[Given data Boundary: Start]
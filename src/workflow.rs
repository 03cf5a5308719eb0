//! End-to-end pipelines: generate a tailored resume, analyze keyword coverage

use crate::config::Config;
use crate::error::{Result, ResumeTailorError};
use crate::external::{Typesetter, UploadReceipt, Uploader};
use crate::input::{DocumentLoader, RawDocument};
use crate::job_types::JobTypeLibrary;
use crate::output::KeywordReport;
use crate::processing::{
    CorpusBuilder, CoverageAnalyzer, CoverageReport, KeywordCorpus, ResumeStructure, SectionParser,
    StructureRenderer, TOP_KEYWORDS,
};
use log::{info, warn};
use std::io::Write;
use std::path::{Path, PathBuf};
use tempfile::NamedTempFile;

pub const DEFAULT_OUTPUT_NAME: &str = "resume.md";

/// Corpus built from a job type's postings, written into the output directory.
pub const PROCESSED_CORPUS_NAME: &str = "processed_keywords.csv";

/// Inputs of one `generate` run. Unset fields fall back to configuration.
#[derive(Debug, Clone, Default)]
pub struct GenerateRequest {
    pub resume: PathBuf,
    /// Pre-built structure (JSON) used instead of parsing the resume.
    pub structure: Option<PathBuf>,
    pub role: Option<String>,
    pub keywords: Option<PathBuf>,
    pub output_dir: Option<PathBuf>,
    pub basename: Option<String>,
    pub apply_formatting: Option<bool>,
    /// Raises `corpus.min_weight` for this run.
    pub min_weight: Option<f64>,
}

#[derive(Debug, Clone)]
pub struct GenerationOutcome {
    pub output: PathBuf,
    pub text: String,
    pub structure: ResumeStructure,
    /// Coverage of the source resume before keyword injection.
    pub coverage: CoverageReport,
    pub artifact: Option<PathBuf>,
    pub upload: Option<UploadReceipt>,
    /// Soft failures that did not stop the run.
    pub warnings: Vec<String>,
}

pub struct Workflow<'c> {
    config: &'c Config,
    loader: DocumentLoader,
}

impl<'c> Workflow<'c> {
    pub fn new(config: &'c Config) -> Self {
        Self {
            config,
            loader: DocumentLoader::new(),
        }
    }

    /// Load a resume and split it into sections.
    pub fn parse(&mut self, resume: &Path) -> Result<(RawDocument, ResumeStructure)> {
        let document = self.loader.load(resume)?;
        let structure = SectionParser::new(self.config.parsing.clone()).parse(document.text());
        info!(
            "Parsed {} sections from {}",
            structure.len(),
            resume.display()
        );
        Ok((document, structure))
    }

    /// Corpus for `role` (or the configured default). Load failures yield an
    /// empty corpus.
    pub fn load_corpus(&self, keywords: Option<&Path>, role: Option<&str>) -> KeywordCorpus {
        let path = keywords.unwrap_or(&self.config.corpus.path);
        let role = role.unwrap_or(&self.config.corpus.default_role);
        KeywordCorpus::load_or_empty(path, role, &self.config.profile.special_terms)
            .with_min_weight(self.config.corpus.min_weight)
    }

    pub fn analyze(&mut self, resume: &Path, role: Option<&str>, keywords: Option<&Path>) -> Result<KeywordReport> {
        let (document, structure) = self.parse(resume)?;
        let corpus = self.load_corpus(keywords, role);
        let analyzer = CoverageAnalyzer::new(&corpus);
        let coverage = analyzer.analyze(document.text(), &structure);

        Ok(KeywordReport::new(
            resume,
            corpus.role(),
            corpus.len(),
            analyzer.scorable_count(),
            coverage,
        ))
    }

    /// Count the keywords of a job-description CSV and write them as a corpus
    /// tagged with `role`. Returns the most frequent high-priority keywords.
    pub fn build_corpus(&self, postings: &Path, output: &Path, role: &str) -> Result<Vec<String>> {
        let role = role.trim();
        if role.is_empty() {
            return Err(ResumeTailorError::InvalidInput("no role given for the corpus".to_string()));
        }

        let builder = CorpusBuilder::from_path(postings)?;
        write_atomic(output, &builder.to_csv(role)?)?;
        info!(
            "Corpus for '{}' from {} postings written to {}",
            role,
            builder.postings(),
            output.display()
        );
        Ok(builder.top_high(TOP_KEYWORDS))
    }

    /// Turn `base` into a request for a job type's template. The job type's
    /// postings are built into a corpus in the output directory first, and
    /// keywords seen in fewer than `job_types.min_count` postings are left out.
    pub fn job_type_request(
        &self,
        job_type: &str,
        template: Option<&str>,
        base: GenerateRequest,
    ) -> Result<GenerateRequest> {
        let settings = &self.config.job_types;
        let template = template.unwrap_or(&settings.default_template);
        let assets = JobTypeLibrary::new(&settings.root).resolve(job_type, template)?;
        info!(
            "Using template '{}' for job type '{}'",
            template, assets.job_type
        );

        let output_dir = base
            .output_dir
            .as_deref()
            .unwrap_or(&self.config.output.directory);
        let corpus = output_dir.join(PROCESSED_CORPUS_NAME);
        let top = self.build_corpus(&assets.keywords, &corpus, &assets.job_type)?;
        if !top.is_empty() {
            info!("Top keywords: {}", top.join(", "));
        }

        Ok(GenerateRequest {
            resume: assets.template,
            keywords: Some(corpus),
            role: Some(assets.job_type),
            min_weight: Some(settings.min_count),
            ..base
        })
    }

    /// Render the resume, write it atomically, then optionally typeset and
    /// upload. External tool failures are recorded as warnings; any other
    /// error is returned. Either way the written text stays in place.
    pub fn generate(
        &mut self,
        request: &GenerateRequest,
        typesetter: Option<&dyn Typesetter>,
        uploader: Option<&dyn Uploader>,
    ) -> Result<GenerationOutcome> {
        let (document, parsed) = self.parse(&request.resume)?;
        // An override replaces the parsed content, so coverage is scored on it.
        let (source_text, structure) = match &request.structure {
            Some(path) => {
                let structure = load_structure(path)?;
                (structure.text(), structure)
            }
            None => (document.text().to_string(), parsed),
        };

        let corpus = self.load_corpus(request.keywords.as_deref(), request.role.as_deref());
        let corpus = match request.min_weight {
            Some(min_weight) => corpus.with_min_weight(min_weight),
            None => corpus,
        };
        let coverage = CoverageAnalyzer::new(&corpus).analyze(&source_text, &structure);
        info!(
            "Source coverage {:.1}%, {} keywords missing",
            coverage.percentage,
            coverage.missing.len()
        );

        let apply_formatting = request
            .apply_formatting
            .unwrap_or(self.config.output.apply_formatting);
        let text = StructureRenderer::new(&self.config.profile).render(&structure, &corpus, apply_formatting);

        let output_dir = request
            .output_dir
            .as_deref()
            .unwrap_or(&self.config.output.directory);
        let output = output_dir.join(output_file_name(request.basename.as_deref()));
        write_atomic(&output, &text)?;
        info!("Resume written to {}", output.display());

        let mut warnings = Vec::new();

        let artifact = match typesetter.map(|typesetter| typesetter.render(&text, &output)) {
            Some(Ok(path)) => Some(path),
            Some(Err(e)) if e.is_soft() => {
                warn!("PDF generation failed: {}", e);
                warnings.push(e.to_string());
                None
            }
            Some(Err(e)) => return Err(e),
            None => None,
        };

        let target = artifact.as_deref().unwrap_or(&output);
        let upload = match uploader.map(|uploader| uploader.upload(target)) {
            Some(Ok(receipt)) => Some(receipt),
            Some(Err(e)) if e.is_soft() => {
                warn!("Upload failed: {}", e);
                warnings.push(e.to_string());
                None
            }
            Some(Err(e)) => return Err(e),
            None => None,
        };

        Ok(GenerationOutcome {
            output,
            text,
            structure,
            coverage,
            artifact,
            upload,
            warnings,
        })
    }
}

/// `"John Doe"` becomes `john_doe_resume.md`; no basename gives `resume.md`.
pub fn output_file_name(basename: Option<&str>) -> String {
    match basename.map(str::trim).filter(|b| !b.is_empty()) {
        Some(basename) => {
            let stem = basename
                .split_whitespace()
                .collect::<Vec<_>>()
                .join("_")
                .to_lowercase();
            format!("{}_{}", stem, DEFAULT_OUTPUT_NAME)
        }
        None => DEFAULT_OUTPUT_NAME.to_string(),
    }
}

/// Read a JSON structure dump (`[{"name": ..., "items": [...]}, ...]`).
pub fn load_structure(path: &Path) -> Result<ResumeStructure> {
    let content = std::fs::read_to_string(path).map_err(|e| ResumeTailorError::document_read(path, e))?;
    serde_json::from_str(&content).map_err(|e| ResumeTailorError::document_read(path, e))
}

/// Write `content` to `path` through a temporary file in the same directory,
/// so a failed write never leaves a partial file behind.
pub fn write_atomic(path: &Path, content: &str) -> Result<()> {
    let write_error = |source: std::io::Error| ResumeTailorError::OutputWrite {
        path: path.to_path_buf(),
        source,
    };

    let dir = match path.parent() {
        Some(parent) if !parent.as_os_str().is_empty() => parent,
        _ => Path::new("."),
    };
    std::fs::create_dir_all(dir).map_err(write_error)?;

    let mut staged = NamedTempFile::new_in(dir).map_err(write_error)?;
    staged.write_all(content.as_bytes()).map_err(write_error)?;
    staged.as_file().sync_all().map_err(write_error)?;
    staged.persist(path).map_err(|e| write_error(e.error))?;
    Ok(())
}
[Given data Boundary: End]
What you need to do:
Scan the preceding listing for lines that contain the word "assets". Give only how many there are.

Solution:
5